WORK REQUEST: Below are the records; copy each line in which "environment" can be found.

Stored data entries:
========================================

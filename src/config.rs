//! Client configuration and its resolution from explicit values and the environment.

use crate::{Error, ErrorContext, Result};
use std::time::Duration;

/// Base URL used when neither the builder nor the environment supplies one.
pub const DEFAULT_BASE_URL: &str = "https://api.tts-lib.dev/v1";

pub const API_KEY_ENV: &str = "TTS_API_KEY";
pub const BASE_URL_ENV: &str = "TTS_BASE_URL";
pub const TIMEOUT_ENV: &str = "TTS_HTTP_TIMEOUT_SECS";

/// Point-in-time copy of the environment variables the client understands.
///
/// This is the only place the process environment is read; everything downstream
/// works off the snapshot, which also lets tests resolve configuration without
/// touching global state.
#[derive(Debug, Clone, Default, PartialEq, Eq)]
pub struct EnvSnapshot {
    pub api_key: Option<String>,
    pub base_url: Option<String>,
    pub timeout_secs: Option<String>,
}

impl EnvSnapshot {
    pub fn capture() -> Self {
        Self {
            api_key: std::env::var(API_KEY_ENV).ok(),
            base_url: std::env::var(BASE_URL_ENV).ok(),
            timeout_secs: std::env::var(TIMEOUT_ENV).ok(),
        }
    }

    pub fn with_api_key(mut self, key: impl Into<String>) -> Self {
        self.api_key = Some(key.into());
        self
    }

    pub fn with_base_url(mut self, url: impl Into<String>) -> Self {
        self.base_url = Some(url.into());
        self
    }
}

/// Fully resolved, immutable client configuration.
#[derive(Clone, PartialEq, Eq)]
pub struct ClientConfig {
    pub api_key: String,
    pub base_url: String,
    pub timeout: Option<Duration>,
}

impl std::fmt::Debug for ClientConfig {
    fn fmt(&self, f: &mut std::fmt::Formatter<'_>) -> std::fmt::Result {
        f.debug_struct("ClientConfig")
            .field("api_key", &"<redacted>")
            .field("base_url", &self.base_url)
            .field("timeout", &self.timeout)
            .finish()
    }
}

impl ClientConfig {
    /// Resolve configuration: explicit value, then environment snapshot, then default.
    ///
    /// Fails with [`Error::Configuration`] when no non-empty API key is available or the
    /// base URL does not parse.
    pub fn resolve(
        api_key: Option<String>,
        base_url: Option<String>,
        timeout: Option<Duration>,
        env: &EnvSnapshot,
    ) -> Result<Self> {
        let api_key = non_empty(api_key)
            .or_else(|| non_empty(env.api_key.clone()))
            .ok_or_else(|| {
                Error::configuration_with_context(
                    format!("API key not provided and {} not set", API_KEY_ENV),
                    ErrorContext::new()
                        .with_field_path("api_key")
                        .with_source("config_resolver"),
                )
            })?;

        let base_url = non_empty(base_url)
            .or_else(|| non_empty(env.base_url.clone()))
            .unwrap_or_else(|| DEFAULT_BASE_URL.to_string());
        url::Url::parse(&base_url).map_err(|e| {
            Error::configuration_with_context(
                format!("Invalid base URL '{}': {}", base_url, e),
                ErrorContext::new()
                    .with_field_path("base_url")
                    .with_source("config_resolver"),
            )
        })?;

        // An unparsable timeout in the environment is ignored rather than fatal.
        let timeout = timeout.or_else(|| {
            env.timeout_secs
                .as_deref()
                .and_then(|s| s.trim().parse::<u64>().ok())
                .map(Duration::from_secs)
        });

        Ok(Self {
            api_key,
            base_url,
            timeout,
        })
    }
}

fn non_empty(value: Option<String>) -> Option<String> {
    value.filter(|v| !v.trim().is_empty())
}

========================================

ANSWER FOR THE TASK:
//! Client configuration and its resolution from explicit values and the environment.
/// Base URL used when neither the builder nor the environment supplies one.
/// Point-in-time copy of the environment variables the client understands.
/// This is the only place the process environment is read; everything downstream
    /// Resolve configuration: explicit value, then environment snapshot, then default.
        // An unparsable timeout in the environment is ignored rather than fatal.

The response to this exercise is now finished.